- **DATA EXTRACTS**
****

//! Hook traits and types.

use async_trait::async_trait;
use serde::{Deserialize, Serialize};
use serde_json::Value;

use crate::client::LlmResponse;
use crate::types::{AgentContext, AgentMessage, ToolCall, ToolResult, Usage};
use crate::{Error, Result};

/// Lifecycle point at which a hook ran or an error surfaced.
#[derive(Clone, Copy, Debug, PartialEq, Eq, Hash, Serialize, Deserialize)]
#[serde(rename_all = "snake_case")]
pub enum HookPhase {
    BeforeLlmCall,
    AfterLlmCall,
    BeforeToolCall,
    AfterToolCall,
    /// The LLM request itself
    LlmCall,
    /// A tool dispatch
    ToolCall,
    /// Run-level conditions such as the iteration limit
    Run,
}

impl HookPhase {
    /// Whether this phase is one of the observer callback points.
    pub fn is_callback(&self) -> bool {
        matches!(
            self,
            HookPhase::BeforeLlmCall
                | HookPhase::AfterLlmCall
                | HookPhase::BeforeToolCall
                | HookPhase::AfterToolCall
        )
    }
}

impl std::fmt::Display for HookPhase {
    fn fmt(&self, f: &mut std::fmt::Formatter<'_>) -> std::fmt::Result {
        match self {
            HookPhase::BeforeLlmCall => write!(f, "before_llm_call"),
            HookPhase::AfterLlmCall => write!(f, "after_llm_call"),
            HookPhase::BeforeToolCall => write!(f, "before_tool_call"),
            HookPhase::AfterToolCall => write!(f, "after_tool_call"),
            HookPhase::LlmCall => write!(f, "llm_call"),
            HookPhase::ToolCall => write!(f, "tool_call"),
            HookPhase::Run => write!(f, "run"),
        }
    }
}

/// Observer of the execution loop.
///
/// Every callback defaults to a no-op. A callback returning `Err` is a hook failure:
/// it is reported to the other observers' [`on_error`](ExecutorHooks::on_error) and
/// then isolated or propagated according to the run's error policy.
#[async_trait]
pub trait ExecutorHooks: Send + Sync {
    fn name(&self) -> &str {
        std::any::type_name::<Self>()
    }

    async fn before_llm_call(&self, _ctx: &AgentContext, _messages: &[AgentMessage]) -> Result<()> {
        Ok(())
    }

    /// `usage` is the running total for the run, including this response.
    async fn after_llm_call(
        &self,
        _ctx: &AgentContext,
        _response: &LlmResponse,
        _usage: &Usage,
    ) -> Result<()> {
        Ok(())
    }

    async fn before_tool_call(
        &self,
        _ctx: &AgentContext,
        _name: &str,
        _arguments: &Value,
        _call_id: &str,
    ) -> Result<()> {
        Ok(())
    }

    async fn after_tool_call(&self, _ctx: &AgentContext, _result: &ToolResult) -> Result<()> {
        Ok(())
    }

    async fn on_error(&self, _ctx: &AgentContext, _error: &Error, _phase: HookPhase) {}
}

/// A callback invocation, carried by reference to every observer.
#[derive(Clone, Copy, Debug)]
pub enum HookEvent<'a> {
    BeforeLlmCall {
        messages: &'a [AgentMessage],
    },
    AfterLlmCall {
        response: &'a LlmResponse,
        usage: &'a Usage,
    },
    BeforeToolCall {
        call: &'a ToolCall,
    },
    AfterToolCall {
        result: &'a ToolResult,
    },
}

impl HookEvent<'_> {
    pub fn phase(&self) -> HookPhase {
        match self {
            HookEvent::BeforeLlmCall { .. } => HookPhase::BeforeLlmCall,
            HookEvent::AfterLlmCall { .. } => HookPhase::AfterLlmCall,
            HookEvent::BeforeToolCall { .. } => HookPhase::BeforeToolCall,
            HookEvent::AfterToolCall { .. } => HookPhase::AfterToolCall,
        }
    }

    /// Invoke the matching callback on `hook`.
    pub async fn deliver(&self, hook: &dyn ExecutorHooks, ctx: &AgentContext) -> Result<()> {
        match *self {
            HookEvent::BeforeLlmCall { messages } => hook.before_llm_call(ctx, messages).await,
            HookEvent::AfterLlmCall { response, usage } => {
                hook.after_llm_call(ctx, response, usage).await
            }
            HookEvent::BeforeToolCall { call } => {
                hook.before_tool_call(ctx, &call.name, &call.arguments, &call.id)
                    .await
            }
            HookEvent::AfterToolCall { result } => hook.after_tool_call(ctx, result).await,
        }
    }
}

****

- **TASK PROMPT**
Retype the material above exactly as given.

- **RESPONSE FOR THIS EXERCISE**
//! Hook traits and types.

use async_trait::async_trait;
use serde::{Deserialize, Serialize};
use serde_json::Value;

use crate::client::LlmResponse;
use crate::types::{AgentContext, AgentMessage, ToolCall, ToolResult, Usage};
use crate::{Error, Result};

/// Lifecycle point at which a hook ran or an error surfaced.
#[derive(Clone, Copy, Debug, PartialEq, Eq, Hash, Serialize, Deserialize)]
#[serde(rename_all = "snake_case")]
pub enum HookPhase {
    BeforeLlmCall,
    AfterLlmCall,
    BeforeToolCall,
    AfterToolCall,
    /// The LLM request itself
    LlmCall,
    /// A tool dispatch
    ToolCall,
    /// Run-level conditions such as the iteration limit
    Run,
}

impl HookPhase {
    /// Whether this phase is one of the observer callback points.
    pub fn is_callback(&self) -> bool {
        matches!(
            self,
            HookPhase::BeforeLlmCall
                | HookPhase::AfterLlmCall
                | HookPhase::BeforeToolCall
                | HookPhase::AfterToolCall
        )
    }
}

impl std::fmt::Display for HookPhase {
    fn fmt(&self, f: &mut std::fmt::Formatter<'_>) -> std::fmt::Result {
        match self {
            HookPhase::BeforeLlmCall => write!(f, "before_llm_call"),
            HookPhase::AfterLlmCall => write!(f, "after_llm_call"),
            HookPhase::BeforeToolCall => write!(f, "before_tool_call"),
            HookPhase::AfterToolCall => write!(f, "after_tool_call"),
            HookPhase::LlmCall => write!(f, "llm_call"),
            HookPhase::ToolCall => write!(f, "tool_call"),
            HookPhase::Run => write!(f, "run"),
        }
    }
}

/// Observer of the execution loop.
///
/// Every callback defaults to a no-op. A callback returning `Err` is a hook failure:
/// it is reported to the other observers' [`on_error`](ExecutorHooks::on_error) and
/// then isolated or propagated according to the run's error policy.
#[async_trait]
pub trait ExecutorHooks: Send + Sync {
    fn name(&self) -> &str {
        std::any::type_name::<Self>()
    }

    async fn before_llm_call(&self, _ctx: &AgentContext, _messages: &[AgentMessage]) -> Result<()> {
        Ok(())
    }

    /// `usage` is the running total for the run, including this response.
    async fn after_llm_call(
        &self,
        _ctx: &AgentContext,
        _response: &LlmResponse,
        _usage: &Usage,
    ) -> Result<()> {
        Ok(())
    }

    async fn before_tool_call(
        &self,
        _ctx: &AgentContext,
        _name: &str,
        _arguments: &Value,
        _call_id: &str,
    ) -> Result<()> {
        Ok(())
    }

    async fn after_tool_call(&self, _ctx: &AgentContext, _result: &ToolResult) -> Result<()> {
        Ok(())
    }

    async fn on_error(&self, _ctx: &AgentContext, _error: &Error, _phase: HookPhase) {}
}

/// A callback invocation, carried by reference to every observer.
#[derive(Clone, Copy, Debug)]
pub enum HookEvent<'a> {
    BeforeLlmCall {
        messages: &'a [AgentMessage],
    },
    AfterLlmCall {
        response: &'a LlmResponse,
        usage: &'a Usage,
    },
    BeforeToolCall {
        call: &'a ToolCall,
    },
    AfterToolCall {
        result: &'a ToolResult,
    },
}

impl HookEvent<'_> {
    pub fn phase(&self) -> HookPhase {
        match self {
            HookEvent::BeforeLlmCall { .. } => HookPhase::BeforeLlmCall,
            HookEvent::AfterLlmCall { .. } => HookPhase::AfterLlmCall,
            HookEvent::BeforeToolCall { .. } => HookPhase::BeforeToolCall,
            HookEvent::AfterToolCall { .. } => HookPhase::AfterToolCall,
        }
    }

    /// Invoke the matching callback on `hook`.
    pub async fn deliver(&self, hook: &dyn ExecutorHooks, ctx: &AgentContext) -> Result<()> {
        match *self {
            HookEvent::BeforeLlmCall { messages } => hook.before_llm_call(ctx, messages).await,
            HookEvent::AfterLlmCall { response, usage } => {
                hook.after_llm_call(ctx, response, usage).await
            }
            HookEvent::BeforeToolCall { call } => {
                hook.before_tool_call(ctx, &call.name, &call.arguments, &call.id)
                    .await
            }
            HookEvent::AfterToolCall { result } => hook.after_tool_call(ctx, result).await,
        }
    }
}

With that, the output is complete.